From Wikipedia, the free encyclopedia
Jump to: navigation, search
This article is about the town in Serbia. For the village in Slovakia, see Šid, Lučenec.
Šid
Шид
Municipality and Town
Coat of arms of Šid
Coat of arms
Location of the municipality of Šid within Serbia
Location of the municipality of Šid within Serbia
Coordinates: 45°07′N 19°14′E / 45.117°N 19.233°E / 45.117; 19.233Coordinates: 45°07′N 19°14′E / 45.117°N 19.233°E / 45.117; 19.233
Country Serbia
Province Vojvodina
District Syrmia
Settlements 19
Government
 • Mayor Nikola Vasić (SNS)
Area[1]
 • Municipality 687 km2 (265 sq mi)
Population (2011 census)[2]
 • Town 14,893
 • Municipality 34,188
Time zone CET (UTC+1)
 • Summer (DST) CEST (UTC+2)
Postal code 22240
Area code +381 22
Car plates ŠI
Website www.sid.rs

Šid (Serbian Cyrillic: Шид, pronounced [ʃîːd]) is a town and municipality in the Syrmia District of Vojvodina, Serbia. Šid town has a population of 14,893, and Šid municipality 34,188.

Name[edit]

In Serbian, the town is known as Šid (Шид), in Croatian as Šid, in Hungarian as Sid, in German as Schid, in Slovak as Šíd, and in Rusyn as Шид.

History[edit]

Šid was firstly mentioned in 1702. At first, settlement was part of Danubian Military Frontier, but since the middle of the 18th century, it was part of the Syrmia County of the Habsburg Kingdom of Slavonia. In 1848-1849, Šid was part of Serbian Vojvodina, and in 1849-1860 part of Voivodeship of Serbia and Banat of Temeschwar. After the abolishment of the voivodeship in 1860, Šid was again incorporated into Syrmia County of the Kingdom of Slavonia. In 1868, Kingdom of Slavonia was joined with the Kingdom of Croatia into the Kingdom of Croatia-Slavonia, which was part of the Kingdom of Hungary and Austria-Hungary. Šid was a district center within Syrmia County. In 1910, ethnic Serbs were in absolute majority in the town,[3][4] while other sizable ethnic groups included Rusyns, Slovaks and Croats.

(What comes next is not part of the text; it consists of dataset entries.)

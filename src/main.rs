mod notify;
mod output;
mod session;
mod settings;

use std::path::PathBuf;
use std::sync::Arc;

use anyhow::{Context, Result};
use clap::{Parser, Subcommand};
use tokio::sync::oneshot;

use ravenlogs_client::{LogStream, RemoteLogClient};
use ravenlogs_logs::{JsonLogStore, LogEngine, LogFilter, LogLevel};

use notify::{Notifier, StderrNotifier};
use output::OutputFormat;
use session::WatchSession;
use settings::{CATEGORY, LEVEL, SERVER_URL, SettingsStore, TomlSettings};

/// Ravenlogs - stream, filter and store RavenDB admin logs
#[derive(Parser, Debug)]
#[command(name = "ravenlogs")]
#[command(author, version, about, long_about = None)]
struct Args {
    /// Settings file remembering the last server and filter
    #[arg(long, global = true, default_value = "ravenlogs.toml")]
    settings: PathBuf,

    /// Log debug output of ravenlogs itself to stderr
    #[arg(short, long, global = true)]
    verbose: bool,

    #[command(subcommand)]
    command: Command,
}

#[derive(Subcommand, Debug)]
enum Command {
    /// Stream live logs from a server
    Watch {
        /// Server url (defaults to the last one used)
        #[arg(value_name = "URL")]
        url: Option<String>,

        #[command(flatten)]
        filter: FilterArgs,

        /// Append every received record to a JSON file in this directory
        #[arg(long, value_name = "DIR")]
        save_dir: Option<PathBuf>,

        /// Base file name for saved logs (date-stamped by default)
        #[arg(long)]
        base_name: Option<String>,

        /// Write the filtered records to a new JSON file in this directory
        /// when the session ends
        #[arg(long, value_name = "DIR")]
        export: Option<PathBuf>,

        #[arg(long, value_enum, default_value_t = OutputFormat::Text)]
        format: OutputFormat,
    },

    /// Print a previously saved log file
    Show {
        #[arg(value_name = "FILE")]
        file: PathBuf,

        #[command(flatten)]
        filter: FilterArgs,

        #[arg(long, value_enum, default_value_t = OutputFormat::Text)]
        format: OutputFormat,
    },
}

#[derive(clap::Args, Debug)]
struct FilterArgs {
    /// Minimum level (trace, debug, info, warn, error, fatal)
    #[arg(long)]
    level: Option<LogLevel>,

    /// Logger name substring; empty matches everything
    #[arg(long)]
    category: Option<String>,
}

#[tokio::main]
async fn main() -> Result<()> {
    let args = Args::parse();

    let default_level = if args.verbose {
        tracing::Level::DEBUG
    } else {
        tracing::Level::WARN
    };
    tracing_subscriber::fmt()
        .with_env_filter(
            tracing_subscriber::EnvFilter::from_default_env().add_directive(default_level.into()),
        )
        .with_writer(std::io::stderr)
        .init();

    let result = run_app(args).await;

    if let Err(e) = &result {
        tracing::debug!("Exiting with error: {:#}", e);
    }

    result
}

async fn run_app(args: Args) -> Result<()> {
    let mut settings = TomlSettings::load(&args.settings)?;
    tracing::debug!(path = %settings.path().display(), "Loaded settings");
    let notifier: Arc<dyn Notifier> = Arc::new(StderrNotifier);

    match args.command {
        Command::Watch {
            url,
            filter,
            save_dir,
            base_name,
            export,
            format,
        } => {
            let url = url
                .or_else(|| settings.get(SERVER_URL))
                .context("No server url given and none remembered")?;
            let filter = resolve_filter(&filter, &settings);

            let base_name = base_name.unwrap_or_else(default_base_name);
            let store = save_dir
                .map(|dir| Arc::new(JsonLogStore::new(dir, base_name.clone())));

            let engine = LogEngine::new(filter.clone());
            let (done_tx, done_rx) = oneshot::channel();
            let printer = tokio::spawn(output::print_events(
                engine.clone(),
                engine.subscribe(),
                format,
                done_rx,
                std::io::stdout(),
            ));

            let session = WatchSession::new(
                RemoteLogClient::new(filter.clone()),
                engine.clone(),
                store,
                Arc::clone(&notifier),
            );
            let outcome = match start_watch(&session, &mut settings, &url, &filter, notifier.as_ref()).await {
                Ok(stream) => session.follow(stream, shutdown_signal()).await,
                Err(e) => Err(e),
            };

            let _ = done_tx.send(());
            let _ = printer.await;
            outcome?;

            if let Some(dir) = export.filter(|_| !engine.is_filtered_empty()) {
                let exporter = JsonLogStore::new(dir, format!("{base_name}-export"));
                match exporter.save_export(&engine.to_json()?) {
                    Ok(path) => eprintln!("Exported {} records to {}", engine.filtered_len(), path.display()),
                    Err(e) => notifier.notify_error(&e.to_string()),
                }
            }
            Ok(())
        }

        Command::Show {
            file,
            filter,
            format,
        } => {
            let filter = resolve_filter(&filter, &settings);
            let records = match ravenlogs_logs::read_all(&file) {
                Ok(records) => records,
                Err(e) => {
                    notifier.notify_error(&e.to_string());
                    return Err(e.into());
                }
            };

            let engine = LogEngine::new(filter.clone());
            engine.load_batch(records, filter);
            tracing::info!(
                total = engine.len(),
                shown = engine.filtered_len(),
                errors = engine.level_counts().error,
                "Loaded {}",
                file.display()
            );

            match format {
                OutputFormat::Text => print!("{}", engine.to_text()),
                OutputFormat::Json => println!("{}", engine.to_json()?),
            }
            Ok(())
        }
    }
}

/// Command line wins over remembered settings, which win over the defaults
fn resolve_filter(args: &FilterArgs, store: &impl SettingsStore) -> LogFilter {
    let defaults = LogFilter::default();
    let min_level = args
        .level
        .or_else(|| store.get(LEVEL).and_then(|level| LogLevel::parse(&level)))
        .unwrap_or(defaults.min_level);
    let category = args
        .category
        .clone()
        .or_else(|| store.get(CATEGORY))
        .unwrap_or(defaults.category);
    LogFilter::new(min_level, category)
}

/// Open the stream and, once it is connected, remember the server and filter
async fn start_watch(
    session: &WatchSession,
    store: &mut impl SettingsStore,
    url: &str,
    filter: &LogFilter,
    notifier: &dyn Notifier,
) -> Result<LogStream> {
    let stream = session.connect(url).await?;
    if let Err(e) = remember(store, url, filter) {
        notifier.notify_error(&format!("{e:#}"));
    }
    Ok(stream)
}

fn remember(store: &mut impl SettingsStore, url: &str, filter: &LogFilter) -> Result<()> {
    store.set(SERVER_URL, url)?;
    store.set(CATEGORY, &filter.category)?;
    store.set(LEVEL, filter.min_level.as_str())
}

fn default_base_name() -> String {
    format!("ravendb-logs-{}", chrono::Local::now().format("%Y-%m-%d"))
}

async fn shutdown_signal() {
    if tokio::signal::ctrl_c().await.is_err() {
        // No signal handler available; run until the server closes the stream
        std::future::pending::<()>().await;
    }
}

In 1918, the town first became part of the State of Slovenes, Croats and Serbs, then part of the Kingdom of Serbia and finally part of the Kingdom of Serbs, Croats and Slovenes. From 1918 to 1922, Šid was part of the Syrmia county, from 1922 to 1929 part of the Syrmia oblast, from 1929 to 1931 part of the Drina Banovina, from 1931 to 1939 part of the Danube Banovina, and from 1939 to 1941 part of the Banovina of Croatia. During World War II, from 1941 to 1944, the town was occupied by Axis troops and was included into the Pavelić's Independent State of Croatia. In 1944, Šid was liberated by Yugoslav partisans and until April 1945, a number of battles of the Syrmian Front campaign were fought near the town. The Yugoslav Partisans mined the local Catholic church during the offensive in late 1944.[5] Since 1944, the town is part of Vojvodina, which (from 1945) was an autonomous province of Serbia and Yugoslavia.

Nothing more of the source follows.